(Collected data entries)
○ ○ ○ ○ ○ ○ ○

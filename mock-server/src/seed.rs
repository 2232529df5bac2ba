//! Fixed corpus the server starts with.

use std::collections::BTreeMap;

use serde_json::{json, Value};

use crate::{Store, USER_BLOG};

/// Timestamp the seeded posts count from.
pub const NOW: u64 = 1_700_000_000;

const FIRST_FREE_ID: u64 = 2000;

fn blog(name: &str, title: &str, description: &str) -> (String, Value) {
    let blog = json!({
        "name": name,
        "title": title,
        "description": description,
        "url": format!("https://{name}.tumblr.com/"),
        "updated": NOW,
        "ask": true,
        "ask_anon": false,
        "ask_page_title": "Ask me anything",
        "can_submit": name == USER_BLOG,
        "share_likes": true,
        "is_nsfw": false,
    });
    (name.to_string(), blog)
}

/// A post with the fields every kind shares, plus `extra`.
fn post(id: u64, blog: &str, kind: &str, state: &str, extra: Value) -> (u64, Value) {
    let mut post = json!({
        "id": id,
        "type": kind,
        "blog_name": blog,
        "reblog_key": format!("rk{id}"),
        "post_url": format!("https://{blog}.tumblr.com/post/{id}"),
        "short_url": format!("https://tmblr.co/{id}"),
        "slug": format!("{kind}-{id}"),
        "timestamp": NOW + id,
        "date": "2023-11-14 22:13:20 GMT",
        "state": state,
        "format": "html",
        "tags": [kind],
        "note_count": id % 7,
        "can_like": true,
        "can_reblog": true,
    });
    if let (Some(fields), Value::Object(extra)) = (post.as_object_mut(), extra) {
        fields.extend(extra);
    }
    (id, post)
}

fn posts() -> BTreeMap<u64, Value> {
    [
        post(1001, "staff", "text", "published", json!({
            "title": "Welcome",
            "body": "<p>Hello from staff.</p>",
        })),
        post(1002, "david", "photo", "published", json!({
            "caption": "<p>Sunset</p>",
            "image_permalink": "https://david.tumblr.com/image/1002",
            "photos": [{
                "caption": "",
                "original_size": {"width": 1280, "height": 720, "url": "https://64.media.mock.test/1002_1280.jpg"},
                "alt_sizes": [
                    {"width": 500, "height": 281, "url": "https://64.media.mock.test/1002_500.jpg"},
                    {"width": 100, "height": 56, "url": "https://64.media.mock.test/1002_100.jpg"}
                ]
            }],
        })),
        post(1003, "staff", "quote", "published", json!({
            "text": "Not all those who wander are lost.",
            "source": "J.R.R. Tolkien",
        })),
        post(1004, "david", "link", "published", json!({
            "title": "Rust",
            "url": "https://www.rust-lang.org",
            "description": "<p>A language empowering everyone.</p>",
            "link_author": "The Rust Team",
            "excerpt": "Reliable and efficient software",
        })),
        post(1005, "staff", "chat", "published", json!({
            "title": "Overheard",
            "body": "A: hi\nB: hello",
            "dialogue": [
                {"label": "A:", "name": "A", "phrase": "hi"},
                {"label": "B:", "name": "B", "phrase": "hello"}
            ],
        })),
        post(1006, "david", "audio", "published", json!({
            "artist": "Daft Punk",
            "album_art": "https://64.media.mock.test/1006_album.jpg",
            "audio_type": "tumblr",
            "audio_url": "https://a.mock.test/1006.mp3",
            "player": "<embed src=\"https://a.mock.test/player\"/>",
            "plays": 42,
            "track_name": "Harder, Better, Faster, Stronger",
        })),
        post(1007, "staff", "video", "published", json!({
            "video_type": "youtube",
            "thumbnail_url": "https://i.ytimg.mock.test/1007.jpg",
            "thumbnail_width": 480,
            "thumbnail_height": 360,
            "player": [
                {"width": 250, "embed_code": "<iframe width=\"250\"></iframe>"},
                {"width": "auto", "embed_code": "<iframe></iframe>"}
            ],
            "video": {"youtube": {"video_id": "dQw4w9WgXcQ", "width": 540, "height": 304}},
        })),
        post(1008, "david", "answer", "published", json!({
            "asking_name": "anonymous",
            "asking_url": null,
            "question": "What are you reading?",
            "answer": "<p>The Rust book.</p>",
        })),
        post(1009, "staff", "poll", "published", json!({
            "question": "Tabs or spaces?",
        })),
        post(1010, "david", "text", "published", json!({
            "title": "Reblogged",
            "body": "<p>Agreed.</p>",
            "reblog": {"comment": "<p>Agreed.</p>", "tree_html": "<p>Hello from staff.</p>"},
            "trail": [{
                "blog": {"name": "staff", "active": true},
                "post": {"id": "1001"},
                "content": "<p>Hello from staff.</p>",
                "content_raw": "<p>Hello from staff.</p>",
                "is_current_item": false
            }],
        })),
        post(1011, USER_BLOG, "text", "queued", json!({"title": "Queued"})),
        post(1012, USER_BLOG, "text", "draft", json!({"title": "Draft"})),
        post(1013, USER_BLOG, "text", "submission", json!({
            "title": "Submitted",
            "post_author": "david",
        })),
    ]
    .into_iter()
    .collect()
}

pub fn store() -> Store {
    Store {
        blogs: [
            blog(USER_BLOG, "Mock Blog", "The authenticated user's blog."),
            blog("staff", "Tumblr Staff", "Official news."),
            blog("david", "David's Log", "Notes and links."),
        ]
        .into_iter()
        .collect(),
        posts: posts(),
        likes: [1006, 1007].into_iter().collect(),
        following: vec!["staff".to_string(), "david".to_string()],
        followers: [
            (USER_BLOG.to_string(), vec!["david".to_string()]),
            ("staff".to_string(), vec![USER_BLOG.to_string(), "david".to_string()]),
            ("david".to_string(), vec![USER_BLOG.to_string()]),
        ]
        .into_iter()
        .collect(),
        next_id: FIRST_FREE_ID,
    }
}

○ ○ ○ ○ ○ ○ ○

Show every line from the entries above in which the word "text" appears.

ANSWER SPACE -
        post(1001, "staff", "text", "published", json!({
            "text": "Not all those who wander are lost.",
        post(1010, "david", "text", "published", json!({
        post(1011, USER_BLOG, "text", "queued", json!({"title": "Queued"})),
        post(1012, USER_BLOG, "text", "draft", json!({"title": "Draft"})),
        post(1013, USER_BLOG, "text", "submission", json!({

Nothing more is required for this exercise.